Turning onto C, in Harish Uppal (Ex-Capt.) v. Union of India, (2003) 2 SCC 45, the Supreme Court of India inter-alia held that the expression ‘practise’ is an expression of extremely wide import, and would include all preparatory steps leading to the filing of an application before a Tribunal. But even if a law firm provides all these service to a client in an arbitration proceedings still it may not be ‘practising’ since an ‘Arbitral Tribunal’ is not a ‘Court’ as discussed above. In Jayaswal Ashoka Infrastructures Pvt. Ltd. v. Pansare Lawad Sallagar, a law firm entered into a percentage based fee agreement with its client in return of providing consultancy services in arbitration proceedings. The Bombay High Court upheld the contention of the law firm that the representation before an arbitrator could not be considered to be a representation before the ‘Court’.

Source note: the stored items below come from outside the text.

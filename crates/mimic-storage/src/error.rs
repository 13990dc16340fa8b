//! Storage error types.

use thiserror::Error;

/// Errors that can occur in storage operations.
#[derive(Debug, Error)]
pub enum StorageError {
    /// Database error from rusqlite.
    #[error("database error: {0}")]
    Database(#[from] rusqlite::Error),

    /// IO error (e.g., creating directories).
    #[error("io error: {0}")]
    Io(#[from] std::io::Error),

    /// Configuration error.
    #[error("configuration error: {0}")]
    Config(String),

    /// Migration error.
    #[error("migration error: {0}")]
    Migration(String),
}

/// Result type for storage operations.
pub type Result<T> = std::result::Result<T, StorageError>;
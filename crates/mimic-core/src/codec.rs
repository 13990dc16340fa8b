//! Binary codec for stored payloads.
//!
//! Records are wrapped in a small envelope so the store can evolve without
//! orphaning old captures:
//!
//! ```text
//! [version: u8][length: u32 BE][payload: bincode]
//! ```
//!
//! New optional fields ride on a version bump; the decoder keeps accepting
//! every version it has ever written. A record with an unknown version, a
//! short body, or trailing garbage is rejected rather than misread.

use crate::error::CodecError;
use crate::model::Payload;

/// Current envelope version.
const FORMAT_VERSION: u8 = 1;

/// Envelope header size: version byte plus big-endian length.
const HEADER_LEN: usize = 5;

/// Encodes a payload into its stored representation.
pub fn encode(payload: &Payload) -> Result<Vec<u8>, CodecError> {
    let body = bincode::serialize(payload)?;
    let mut out = Vec::with_capacity(HEADER_LEN + body.len());
    out.push(FORMAT_VERSION);
    out.extend_from_slice(&(body.len() as u32).to_be_bytes());
    out.extend_from_slice(&body);
    Ok(out)
}

/// Decodes a stored record back into a payload.
pub fn decode(bytes: &[u8]) -> Result<Payload, CodecError> {
    if bytes.len() < HEADER_LEN {
        return Err(CodecError::Truncated {
            expected: HEADER_LEN,
            actual: bytes.len(),
        });
    }

    let version = bytes[0];
    if version != FORMAT_VERSION {
        return Err(CodecError::UnsupportedVersion(version));
    }

    let mut length = [0u8; 4];
    length.copy_from_slice(&bytes[1..HEADER_LEN]);
    let length = u32::from_be_bytes(length) as usize;

    let body = &bytes[HEADER_LEN..];
    if body.len() < length {
        return Err(CodecError::Truncated {
            expected: HEADER_LEN + length,
            actual: bytes.len(),
        });
    }
    if body.len() > length {
        return Err(CodecError::TrailingBytes(body.len() - length));
    }

    Ok(bincode::deserialize(body)?)
}
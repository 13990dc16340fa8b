//! API error handling.

use axum::http::StatusCode;
use axum::response::{IntoResponse, Response};
use axum::Json;
use serde::Serialize;
use thiserror::Error;

/// Errors returned by admin handlers.
#[derive(Debug, Error)]
pub enum ApiError {
    /// The capture store refused the operation.
    #[error("store error: {0}")]
    Store(#[from] mimic_core::CacheError),
}

#[derive(Serialize)]
struct ErrorBody {
    error: String,
}

impl IntoResponse for ApiError {
    fn into_response(self) -> Response {
        let status = match self {
            ApiError::Store(_) => StatusCode::INTERNAL_SERVER_ERROR,
        };

        tracing::warn!(error = %self, "admin request failed");

        (
            status,
            Json(ErrorBody {
                error: self.to_string(),
            }),
        )
            .into_response()
    }
}

/// Result type for admin handlers.
pub type Result<T> = std::result::Result<T, ApiError>;
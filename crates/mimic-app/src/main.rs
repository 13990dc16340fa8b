//! Mimic - record-and-replay HTTP(S) proxy for service virtualization.
//!
//! This binary wires the pieces together:
//! - the capture store (single-file embedded database)
//! - the traffic engine with its processing mode
//! - the admin API server (record counts, state, wipe)
//! - the MITM proxy frontend

mod cli;

use std::sync::Arc;

use clap::Parser;

use mimic_core::{Cache, Settings};
use mimic_proxy::{ProxyConfig, ProxyServer, DEFAULT_PROXY_PORT};
use mimic_server::{Server, ServerConfig, DEFAULT_ADMIN_PORT};
use mimic_storage::CaptureStore;

use cli::Cli;

/// Environment overrides, checked when the matching flag is absent.
const ENV_PROXY_PORT: &str = "MIMIC_PROXY_PORT";
const ENV_ADMIN_PORT: &str = "MIMIC_ADMIN_PORT";
const ENV_DATABASE: &str = "MIMIC_DB";

fn env_port(name: &str) -> Option<u16> {
    std::env::var(name).ok().and_then(|v| v.parse().ok())
}

#[tokio::main]
async fn main() -> anyhow::Result<()> {
    let cli = Cli::parse();

    let directive = if cli.verbose { "mimic=debug" } else { "mimic=info" };
    tracing_subscriber::fmt()
        .with_env_filter(
            tracing_subscriber::EnvFilter::from_default_env()
                .add_directive(directive.parse().expect("static directive")),
        )
        .with_writer(std::io::stderr)
        .init();

    // Flags win over environment, environment over defaults.
    let proxy_port = cli
        .proxy_port
        .or_else(|| env_port(ENV_PROXY_PORT))
        .unwrap_or(DEFAULT_PROXY_PORT);
    let admin_port = cli
        .admin_port
        .or_else(|| env_port(ENV_ADMIN_PORT))
        .unwrap_or(DEFAULT_ADMIN_PORT);
    let database = cli
        .database
        .clone()
        .or_else(|| std::env::var(ENV_DATABASE).ok().map(Into::into));

    let settings = Arc::new(Settings::new(
        cli.mode(),
        &cli.destination,
        cli.middleware.clone(),
        cli.endpoint.clone(),
        cli.verbose,
    )?);

    let store = match &database {
        Some(path) => CaptureStore::with_path(path)?,
        None => CaptureStore::new()?,
    };
    let cache: Arc<dyn Cache> = Arc::new(store);

    tracing::info!(
        mode = %settings.mode,
        destination = %settings.destination,
        proxy_port,
        admin_port,
        "starting mimic"
    );

    // Admin surface runs out-of-band on its own port.
    let admin = Server::new(
        ServerConfig::default().with_port(admin_port),
        cache.clone(),
        settings.clone(),
    )?;
    tokio::spawn(async move {
        if let Err(err) = admin.run().await {
            tracing::error!(error = %err, "admin server error");
        }
    });

    let config = ProxyConfig::new(settings, cache)?.with_port(proxy_port);
    let proxy = ProxyServer::new(config)?;
    proxy.run().await?;

    Ok(())
}
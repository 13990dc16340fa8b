//! Root CA lifecycle for the MITM proxy.
//!
//! Per-host leaf certificates are signed on the fly from a root CA kept on
//! disk. Replay suites tend to outlive the machines they were recorded on,
//! so the root is given an explicit validity window and rotated before it
//! runs out: a capture session started against a nearly-expired root would
//! otherwise fail TLS handshakes halfway through.

use std::fs;
use std::path::{Path, PathBuf};
use std::time::{Duration, SystemTime};

use hudsucker::certificate_authority::RcgenAuthority;
use hudsucker::rcgen::{CertificateParams, Issuer, KeyPair};
use hudsucker::rustls::crypto::aws_lc_rs::default_provider;

pub use crate::error::CaManagerError;

const CA_CERT_FILENAME: &str = "mimic-ca.crt";
const CA_KEY_FILENAME: &str = "mimic-ca.key";

/// Common name on the generated root certificate.
const CA_COMMON_NAME: &str = "Mimic Root CA";

/// Validity window of a generated root certificate.
const CA_VALIDITY: Duration = Duration::from_secs(365 * 24 * 60 * 60);

/// Roots within this margin of expiry are rotated eagerly, so a session
/// never starts on a root that could expire underneath it.
const ROTATION_MARGIN: Duration = Duration::from_secs(30 * 24 * 60 * 60);

/// Manages the root CA certificate for the MITM proxy.
#[derive(Debug, Clone)]
pub struct CaManager {
    ca_dir: PathBuf,
}

impl CaManager {
    /// Creates a new CA manager with the given directory.
    pub fn new(ca_dir: impl AsRef<Path>) -> Self {
        Self {
            ca_dir: ca_dir.as_ref().to_path_buf(),
        }
    }

    /// Creates a CA manager using the default data directory.
    pub fn with_default_dir() -> Result<Self, CaManagerError> {
        let project_dirs = directories::ProjectDirs::from("dev", "mimic", "mimic")
            .ok_or_else(|| CaManagerError::Generation("Failed to get project dirs".into()))?;

        Ok(Self::new(project_dirs.data_dir().join("ca")))
    }

    /// Returns the path to the CA certificate file.
    pub fn cert_path(&self) -> PathBuf {
        self.ca_dir.join(CA_CERT_FILENAME)
    }

    /// Returns the path to the CA private key file.
    pub fn key_path(&self) -> PathBuf {
        self.ca_dir.join(CA_KEY_FILENAME)
    }

    /// Checks if the CA certificate exists.
    pub fn ca_exists(&self) -> bool {
        self.cert_path().exists() && self.key_path().exists()
    }

    /// Ensures a usable CA exists, generating or rotating it as needed.
    ///
    /// Returns the hudsucker RcgenAuthority ready for use with the proxy.
    pub fn ensure_ca(&self) -> Result<RcgenAuthority, CaManagerError> {
        if self.needs_rotation() {
            self.generate_ca()?;
        }
        self.load_authority()
    }

    /// A root needs (re)generation when it is missing, unreadable, or close
    /// enough to expiry that a long session could straddle it.
    pub fn needs_rotation(&self) -> bool {
        if !self.ca_exists() {
            return true;
        }

        match fs::metadata(self.cert_path()).and_then(|meta| meta.modified()) {
            Ok(created) => is_stale(created, SystemTime::now()),
            Err(err) => {
                tracing::warn!(error = %err, "could not read CA certificate age, rotating");
                true
            }
        }
    }

    /// Generates a fresh root CA certificate and key, replacing any
    /// existing pair.
    pub fn generate_ca(&self) -> Result<(), CaManagerError> {
        fs::create_dir_all(&self.ca_dir)?;

        let key_pair =
            KeyPair::generate().map_err(|e| CaManagerError::Generation(e.to_string()))?;
        let cert = build_root_params()?
            .self_signed(&key_pair)
            .map_err(|e| CaManagerError::Generation(e.to_string()))?;

        fs::write(self.cert_path(), cert.pem())
            .map_err(|e| CaManagerError::Write(e.to_string()))?;
        fs::write(self.key_path(), key_pair.serialize_pem())
            .map_err(|e| CaManagerError::Write(e.to_string()))?;

        tracing::info!(
            cert = ?self.cert_path(),
            valid_days = CA_VALIDITY.as_secs() / 86_400,
            "generated root CA certificate"
        );

        Ok(())
    }

    /// Loads the on-disk CA pair and creates a hudsucker authority.
    pub fn load_authority(&self) -> Result<RcgenAuthority, CaManagerError> {
        let cert_pem = fs::read_to_string(self.cert_path())?;
        let key_pem = fs::read_to_string(self.key_path())?;

        let key_pair =
            KeyPair::from_pem(&key_pem).map_err(|e| CaManagerError::Parse(e.to_string()))?;
        let issuer = Issuer::from_ca_cert_pem(&cert_pem, key_pair)
            .map_err(|e| CaManagerError::Parse(e.to_string()))?;

        Ok(RcgenAuthority::new(issuer, 1000, default_provider()))
    }
}

/// Certificate parameters for a signing root with an explicit validity
/// window anchored at the time of generation.
fn build_root_params() -> Result<CertificateParams, CaManagerError> {
    let mut params = CertificateParams::new(vec![CA_COMMON_NAME.to_string()])
        .map_err(|e| CaManagerError::Generation(e.to_string()))?;

    params.is_ca = hudsucker::rcgen::IsCa::Ca(hudsucker::rcgen::BasicConstraints::Unconstrained);
    params.key_usages = vec![
        hudsucker::rcgen::KeyUsagePurpose::KeyCertSign,
        hudsucker::rcgen::KeyUsagePurpose::CrlSign,
        hudsucker::rcgen::KeyUsagePurpose::DigitalSignature,
    ];
    params.extended_key_usages = vec![
        hudsucker::rcgen::ExtendedKeyUsagePurpose::ServerAuth,
        hudsucker::rcgen::ExtendedKeyUsagePurpose::ClientAuth,
    ];

    let now = time::OffsetDateTime::now_utc();
    params.not_before = now;
    params.not_after = now + time::Duration::try_from(CA_VALIDITY)
        .map_err(|e| CaManagerError::Generation(e.to_string()))?;

    Ok(params)
}

/// Whether a root created at `created` is within the rotation margin of its
/// expiry as of `now`.
fn is_stale(created: SystemTime, now: SystemTime) -> bool {
    let age = now.duration_since(created).unwrap_or(Duration::ZERO);
    age + ROTATION_MARGIN >= CA_VALIDITY
}
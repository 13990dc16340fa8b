//! Raw tunnel relay for hijacked CONNECT streams.
//!
//! Used when a matching destination asks for a plaintext tunnel: instead of
//! TLS interception, the client's bytes are framed into whole HTTP/1.1
//! messages with httparse, forwarded verbatim over a raw TCP connection to
//! the upstream, and the upstream's replies are streamed back the same way.
//! The loop runs until either side errors or closes.

use tokio::io::{AsyncRead, AsyncReadExt, AsyncWrite, AsyncWriteExt};
use tokio::net::TcpStream;

/// Maximum number of headers accepted in a relayed message.
const MAX_HEADERS: usize = 100;

#[derive(Debug, Clone, Copy, PartialEq, Eq)]
pub(crate) enum MessageKind {
    Request,
    Response,
}

/// Framing information extracted from a parsed message head.
struct Framing {
    header_len: usize,
    content_length: Option<usize>,
    chunked: bool,
    no_body: bool,
}

/// Relays whole HTTP messages between a hijacked client stream and a fresh
/// TCP connection to `upstream_addr`, until I/O fails or either side closes.
pub async fn relay<C>(client: C, upstream_addr: &str) -> std::io::Result<()>
where
    C: AsyncRead + AsyncWrite + Unpin,
{
    let upstream = TcpStream::connect(upstream_addr).await?;
    tracing::debug!(upstream = %upstream_addr, "tunnel relay established");

    let (mut client_rd, mut client_wr) = tokio::io::split(client);
    let (mut upstream_rd, mut upstream_wr) = tokio::io::split(upstream);

    loop {
        let Some(message) = read_message(&mut client_rd, MessageKind::Request).await? else {
            break;
        };
        upstream_wr.write_all(&message).await?;
        upstream_wr.flush().await?;

        let Some(reply) = read_message(&mut upstream_rd, MessageKind::Response).await? else {
            break;
        };
        client_wr.write_all(&reply).await?;
        client_wr.flush().await?;
    }

    Ok(())
}

/// Reads one whole HTTP message. Returns `None` on a clean EOF before any
/// bytes arrive; a mid-message close yields whatever was received so the
/// remnant can still be forwarded.
async fn read_message<R>(reader: &mut R, kind: MessageKind) -> std::io::Result<Option<Vec<u8>>>
where
    R: AsyncRead + Unpin,
{
    let mut buf = Vec::with_capacity(8192);
    let mut chunk = [0u8; 8192];

    loop {
        let n = reader.read(&mut chunk).await?;
        if n == 0 {
            if buf.is_empty() {
                return Ok(None);
            }
            return Ok(Some(buf));
        }
        buf.extend_from_slice(&chunk[..n]);

        if message_complete(&buf, kind)? {
            return Ok(Some(buf));
        }
    }
}

/// Checks whether the buffer holds one complete message of the given kind.
///
/// A response with neither content-length nor chunked framing can only end
/// with the connection, so it is never "complete" here and gets flushed by
/// the EOF path above.
pub(crate) fn message_complete(buf: &[u8], kind: MessageKind) -> std::io::Result<bool> {
    let Some(framing) = parse_framing(buf, kind)? else {
        return Ok(false);
    };

    if framing.no_body {
        return Ok(buf.len() >= framing.header_len);
    }
    if framing.chunked {
        return Ok(chunked_complete(&buf[framing.header_len..]));
    }
    if let Some(content_length) = framing.content_length {
        return Ok(buf.len() >= framing.header_len + content_length);
    }

    match kind {
        // Requests without length information carry no body.
        MessageKind::Request => Ok(true),
        MessageKind::Response => Ok(false),
    }
}

fn parse_framing(buf: &[u8], kind: MessageKind) -> std::io::Result<Option<Framing>> {
    let mut headers = [httparse::EMPTY_HEADER; MAX_HEADERS];

    let (status, parsed_headers, no_body) = match kind {
        MessageKind::Request => {
            let mut req = httparse::Request::new(&mut headers);
            let status = req
                .parse(buf)
                .map_err(|e| std::io::Error::new(std::io::ErrorKind::InvalidData, e))?;
            (status, req.headers, false)
        }
        MessageKind::Response => {
            let mut resp = httparse::Response::new(&mut headers);
            let status = resp
                .parse(buf)
                .map_err(|e| std::io::Error::new(std::io::ErrorKind::InvalidData, e))?;
            let no_body = matches!(resp.code, Some(100..=199) | Some(204) | Some(304));
            (status, resp.headers, no_body)
        }
    };

    let httparse::Status::Complete(header_len) = status else {
        return Ok(None);
    };

    let mut content_length = None;
    let mut chunked = false;
    for header in parsed_headers.iter() {
        if header.name.eq_ignore_ascii_case("content-length") {
            content_length = String::from_utf8_lossy(header.value).trim().parse().ok();
        }
        if header.name.eq_ignore_ascii_case("transfer-encoding")
            && String::from_utf8_lossy(header.value)
                .to_lowercase()
                .contains("chunked")
        {
            chunked = true;
        }
    }

    Ok(Some(Framing {
        header_len,
        content_length,
        chunked,
        no_body,
    }))
}

/// Checks whether a chunked body has reached its terminating chunk.
fn chunked_complete(body: &[u8]) -> bool {
    if body.len() >= 5 && &body[body.len() - 5..] == b"0\r\n\r\n" {
        return true;
    }

    body.windows(3)
        .position(|w| w == b"0\r\n")
        .map(|pos| {
            let after = &body[pos + 3..];
            after.windows(2).any(|w| w == b"\r\n")
        })
        .unwrap_or(false)
}
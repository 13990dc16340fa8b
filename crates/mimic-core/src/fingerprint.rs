//! Request fingerprinting.
//!
//! A fingerprint is the content key under which an exchange is stored. It is
//! derived from exactly five request fields, concatenated in a fixed order:
//! destination, path, method, query, body. Headers, scheme and the peer
//! address never participate, so cosmetic variations between otherwise
//! identical requests still hit the same record.
//!
//! The byte order fed to the digest is frozen; changing it would orphan
//! every previously stored payload.

use md5::{Digest, Md5};

/// Computes the lowercase hex fingerprint of a request.
pub fn fingerprint(
    destination: &str,
    path: &str,
    method: &str,
    query: &str,
    body: &str,
) -> String {
    let mut hasher = Md5::new();
    hasher.update(destination.as_bytes());
    hasher.update(path.as_bytes());
    hasher.update(method.as_bytes());
    hasher.update(query.as_bytes());
    hasher.update(body.as_bytes());
    hex::encode(hasher.finalize())
}

#[cfg(test)]
mod tests {
    use super::*;

    #[test]
    fn fingerprint_is_deterministic() {
        let a = fingerprint("api.test", "/v1/ping", "GET", "x=1", "");
        let b = fingerprint("api.test", "/v1/ping", "GET", "x=1", "");
        assert_eq!(a, b);
    }

    #[test]
    fn fingerprint_is_128_bit_lowercase_hex() {
        let key = fingerprint("api.test", "/", "GET", "", "");
        assert_eq!(key.len(), 32);
        assert!(key.chars().all(|c| c.is_ascii_hexdigit() && !c.is_ascii_uppercase()));
    }

    #[test]
    fn each_field_changes_the_fingerprint() {
        let base = fingerprint("api.test", "/a", "GET", "q=1", "body");
        assert_ne!(base, fingerprint("other.test", "/a", "GET", "q=1", "body"));
        assert_ne!(base, fingerprint("api.test", "/b", "GET", "q=1", "body"));
        assert_ne!(base, fingerprint("api.test", "/a", "POST", "q=1", "body"));
        assert_ne!(base, fingerprint("api.test", "/a", "GET", "q=2", "body"));
        assert_ne!(base, fingerprint("api.test", "/a", "GET", "q=1", "other"));
    }

    #[test]
    fn empty_body_is_part_of_the_hash() {
        assert_ne!(
            fingerprint("api.test", "/a", "GET", "", ""),
            fingerprint("api.test", "/a", "GET", "", "x"),
        );
    }

    #[test]
    fn headers_never_participate() {
        use crate::model::RequestDetails;

        let mut first = RequestDetails {
            destination: "api.test".into(),
            path: "/a".into(),
            method: "GET".into(),
            ..Default::default()
        };
        let mut second = first.clone();
        first.headers.insert("x-trace".into(), vec!["1".into()]);
        second.headers.insert("x-trace".into(), vec!["2".into()]);
        second.scheme = "https".into();
        second.remote_addr = "10.0.0.1:80".into();

        assert_eq!(first.fingerprint(), second.fingerprint());
    }
}
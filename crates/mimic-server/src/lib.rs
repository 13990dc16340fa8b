//! Mimic Server - admin HTTP surface.
//!
//! A small out-of-band API for inspecting a running proxy.
//!
//! ## Endpoints
//!
//! - `GET /api/health` - liveness probe
//! - `GET /api/state` - active mode and configuration summary
//! - `GET /api/records/count` - number of captured exchanges
//! - `DELETE /api/records` - wipe the capture store

pub mod error;
mod handlers;
pub mod models;
pub mod state;

use std::net::SocketAddr;
use std::sync::Arc;

use axum::routing::{delete, get};
use axum::Router;
use socket2::{Domain, Protocol, Socket, Type};
use thiserror::Error;
use tower_http::cors::{Any, CorsLayer};
use tracing::info;

use mimic_core::{Cache, Settings};

pub use error::{ApiError, Result};
pub use state::AppState;

/// Default admin port.
pub const DEFAULT_ADMIN_PORT: u16 = 8888;

/// Default admin host (localhost only).
pub const DEFAULT_HOST: &str = "127.0.0.1";

/// Admin server configuration.
#[derive(Debug, Clone)]
pub struct ServerConfig {
    /// Host to bind to (default: 127.0.0.1).
    pub host: String,
    /// Port to bind to (default: 8888).
    pub port: u16,
}

impl Default for ServerConfig {
    fn default() -> Self {
        Self {
            host: DEFAULT_HOST.to_string(),
            port: DEFAULT_ADMIN_PORT,
        }
    }
}

impl ServerConfig {
    /// Sets the port.
    pub fn with_port(mut self, port: u16) -> Self {
        self.port = port;
        self
    }
}

/// Admin server error types.
#[derive(Debug, Error)]
pub enum ServerError {
    /// Failed to bind to address.
    #[error("failed to bind to {0}: {1}")]
    Bind(SocketAddr, std::io::Error),

    /// Server runtime error.
    #[error("server error: {0}")]
    Runtime(String),
}

/// The admin HTTP server.
pub struct Server {
    router: Router,
    addr: SocketAddr,
}

impl Server {
    /// Creates a server over the shared store and settings.
    pub fn new(
        config: ServerConfig,
        cache: Arc<dyn Cache>,
        settings: Arc<Settings>,
    ) -> std::result::Result<Self, ServerError> {
        let state = AppState::new(cache, settings);

        let cors = CorsLayer::new()
            .allow_origin(Any)
            .allow_methods(Any)
            .allow_headers(Any);

        let router = router(state).layer(cors);

        let addr = format!("{}:{}", config.host, config.port)
            .parse()
            .map_err(|e| ServerError::Runtime(format!("invalid address: {e}")))?;

        Ok(Self { router, addr })
    }

    /// Returns the server address.
    pub fn addr(&self) -> SocketAddr {
        self.addr
    }

    /// Runs the server until shutdown.
    pub async fn run(self) -> std::result::Result<(), ServerError> {
        info!("Starting admin server on {}", self.addr);

        // SO_REUSEADDR lets a restart grab the port while old sockets linger.
        let socket = Socket::new(Domain::IPV4, Type::STREAM, Some(Protocol::TCP))
            .map_err(|e| ServerError::Bind(self.addr, e))?;
        socket
            .set_reuse_address(true)
            .map_err(|e| ServerError::Bind(self.addr, e))?;
        socket
            .bind(&self.addr.into())
            .map_err(|e| ServerError::Bind(self.addr, e))?;
        socket
            .listen(128)
            .map_err(|e| ServerError::Bind(self.addr, e))?;
        socket
            .set_nonblocking(true)
            .map_err(|e| ServerError::Bind(self.addr, e))?;

        let std_listener: std::net::TcpListener = socket.into();
        let listener = tokio::net::TcpListener::from_std(std_listener)
            .map_err(|e| ServerError::Bind(self.addr, e))?;

        axum::serve(listener, self.router)
            .await
            .map_err(|e| ServerError::Runtime(e.to_string()))?;

        Ok(())
    }
}

fn router(state: AppState) -> Router {
    Router::new()
        .route("/api/health", get(handlers::health))
        .route("/api/state", get(handlers::get_state))
        .route("/api/records/count", get(handlers::count_records))
        .route("/api/records", delete(handlers::delete_records))
        .with_state(state)
}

Answer to D germinates from the law settled in the aforesaid judgement. In this case, the law firm contended that since the partner of the law firm who represented the clients before the Arbitral Tribunal was not a enrolled as ‘Advocate’ under the Act, there was no bar on him to receive any remuneration based on the outcome of the arbitration proceedings. Further, it was also contended that as per Section 2(15) of Code of Civil Procedure of India (‘CPC’), a ‘pleader’ is any person entitled to appear and plead for another in Court and includes an advocate, a vakil and an attorney of a High Court. In addition, Order III Rules 1 and 2 of CPC presumes appearance of an Advocate only before the Court. A ‘pleader’ as defined in the Black’s Law Dictionary was referred and taken as a person who pleads in Court on behalf of the another. Since representation before an arbitrator is not equivalent to representation before the Court together with the fact that the partner of the law firm is not an ‘Advocate’, nothing will preclude him to enter into a percentage based fee arrangement. These contentions were upheld by the Bombay High Court.
Thus, in light of this judgement, it appears that there is no bar on a pleader or an Advocate acting in his capacity of a pleader/counsel to enter into such percentage based fee agreements. In a similar vein, a partner of a law firm who is not an Advocate under the Act may enter into such fee agreement in India as held in this case.